Study Design: Retrospective review of Kids’ Inpatient Database (KID). Purpose: Identify the risks and complications associated with surgery in adolescents diagnosed with Chiari and scoliosis. Overview of Literature: Scoliosis is frequently associated with Chiari malformation (CM). More specifically, reports have been made about this association with CM type I in the absence of syrinx status.
Methods
The KID was used to identify all pediatric inpatients with CM and scoliosis. The patients were stratified into three groups: those with concomitant CM and scoliosis (CMS group), those with only CM (CM group), and those with only scoliosis (Sc group). Multivariate logistic regressions were used to assess association between surgical characteristics and diagnosis with complication rate.
Results
A total of 90,707 spine patients were identified (61.8% Sc, 37% CM, 1.2% CMS). Sc patients were older, had a higher invasiveness score, and higher Charlson comorbidity index (all p<0.001). CMS patients had significantly higher rates of surgical decompression (36.7%).

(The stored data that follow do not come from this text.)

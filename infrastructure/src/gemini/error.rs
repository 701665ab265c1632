//! Error types for the Gemini adapter

use aura_application::ReasoningError;
use thiserror::Error;

/// Errors that can occur when calling the Gemini API
#[derive(Error, Debug)]
pub enum GeminiError {
    #[error("HTTP error: {0}")]
    Http(reqwest::Error),

    #[error("JSON serialization error: {0}")]
    Serialization(#[from] serde_json::Error),

    #[error("Gemini API error (HTTP {status}): {message}")]
    Api { status: u16, message: String },

    #[error("No candidates in response")]
    NoCandidates,

    #[error("Missing API key (set {0})")]
    MissingApiKey(String),
}

/// Request URLs are dropped from transport errors so nothing bound to the
/// request leaks into messages, logs or the journal.
impl From<reqwest::Error> for GeminiError {
    fn from(error: reqwest::Error) -> Self {
        GeminiError::Http(error.without_url())
    }
}

impl From<GeminiError> for ReasoningError {
    fn from(error: GeminiError) -> Self {
        match error {
            GeminiError::Http(e) if e.is_timeout() => ReasoningError::Timeout,
            GeminiError::Http(e) if e.is_connect() => ReasoningError::ConnectionError(e.to_string()),
            GeminiError::Http(e) => ReasoningError::RequestFailed(e.to_string()),
            GeminiError::Serialization(e) => ReasoningError::InvalidResponse(e.to_string()),
            GeminiError::Api { status: 404, message } => ReasoningError::ModelNotAvailable(message),
            e @ GeminiError::Api { .. } => ReasoningError::RequestFailed(e.to_string()),
            GeminiError::NoCandidates => {
                ReasoningError::InvalidResponse("no candidates in response".to_string())
            }
            GeminiError::MissingApiKey(var) => ReasoningError::MissingApiKey(var),
        }
    }
}
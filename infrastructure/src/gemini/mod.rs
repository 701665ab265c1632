//! Gemini reasoning service adapter.

mod client;
mod error;

pub use client::{GeminiConfig, GeminiReasoningService};
pub use error::GeminiError;
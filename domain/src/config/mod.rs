//! Configuration value objects for the domain layer
//!
//! These are domain concepts related to configuration that are
//! used across multiple layers.

mod output_format;
pub mod validation;

pub use output_format::OutputFormat;
pub use validation::{ConfigIssue, ConfigIssueCode, Severity};
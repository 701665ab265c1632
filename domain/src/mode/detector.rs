//! Mode detection.
//!
//! Classifies a query into an [`OperatingMode`] from signals available
//! before any agent runs. Rules are evaluated in order and the first match
//! wins:
//!
//! 1. No `dataset_id` / `dataset` in context → [`OperatingMode::ColdStart`]
//! 2. Query mentions a deep-analysis or transactional keyword → [`OperatingMode::DeepDive`]
//! 3. Otherwise → [`OperatingMode::AdHoc`]

use super::operating_mode::OperatingMode;
use crate::agent::ContextMap;
use serde::{Deserialize, Serialize};

/// Context keys that signal an attached dataset.
pub const DATASET_ID_KEY: &str = "dataset_id";
pub const DATASET_KEY: &str = "dataset";

pub const DEFAULT_DEEP_KEYWORDS: &[&str] = &[
    "optimize",
    "full analysis",
    "deep dive",
    "strategy",
    "forecast",
    "predict",
    "bullwhip",
    "inventory",
];

pub const DEFAULT_ORDER_KEYWORDS: &[&str] = &["order", "buy", "purchase", "procure"];

/// Whether the context carries any indication of an attached dataset.
pub fn has_dataset(context: &ContextMap) -> bool {
    context.contains_key(DATASET_ID_KEY) || context.contains_key(DATASET_KEY)
}

/// Keyword-driven mode detector.
///
/// Keywords are matched as lower-cased substrings of the query.
#[derive(Debug, Clone, PartialEq, Eq, Serialize, Deserialize)]
pub struct ModeDetector {
    /// Keywords signalling deep analytical intent.
    pub deep_keywords: Vec<String>,
    /// Keywords signalling transactional intent.
    pub order_keywords: Vec<String>,
}

impl Default for ModeDetector {
    fn default() -> Self {
        Self {
            deep_keywords: DEFAULT_DEEP_KEYWORDS.iter().map(|s| s.to_string()).collect(),
            order_keywords: DEFAULT_ORDER_KEYWORDS.iter().map(|s| s.to_string()).collect(),
        }
    }
}

impl ModeDetector {
    pub fn with_deep_keywords(mut self, keywords: Vec<String>) -> Self {
        self.deep_keywords = keywords;
        self
    }

    pub fn with_order_keywords(mut self, keywords: Vec<String>) -> Self {
        self.order_keywords = keywords;
        self
    }

    /// Detect the operating mode for a query.
    pub fn detect(&self, query: &str, context: &ContextMap) -> OperatingMode {
        if !has_dataset(context) {
            return OperatingMode::ColdStart;
        }

        let query = query.to_lowercase();
        if Self::mentions_any(&query, &self.deep_keywords)
            || Self::mentions_any(&query, &self.order_keywords)
        {
            return OperatingMode::DeepDive;
        }

        OperatingMode::AdHoc
    }

    fn mentions_any(query: &str, keywords: &[String]) -> bool {
        keywords
            .iter()
            .map(|k| k.trim().to_lowercase())
            .any(|k| !k.is_empty() && query.contains(&k))
    }
}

Sc patients had significantly higher rates of fusions (35.3%) and osteotomies (1.2%, all p<0.001). Controlling for age and invasiveness, postoperative complications were significantly associated with spine fusion surgery for Sc patients (odds ratio [OR], 1.8; p<0.05). Specifically, posterior spinal fusion in the thoracolumbar region had a greater risk of complications (OR, 4.9) than an anterior approach (OR, 3.6; all p<0.001). CM patients had a significant risk of complications when an osteotomy was performed as part of their surgery (OR, 2.9) and if a spinal fusion was concurrently performed (OR, 1.8; all p<0.05). Patients in the CMS cohort were significantly likely to develop postoperative complications if they underwent a spinal fusion from both anterior (OR, 2.5) and posterior approach (OR, 2.7; all p<0.001).
Conclusions
Having concurrent scoliosis and CM increases operative risk for fusion surgeries despite approach. Being independently inflicted with scoliosis or Chiari leads to increased complication rate when paired with thoracolumbar fusion and osteotomies; respectively.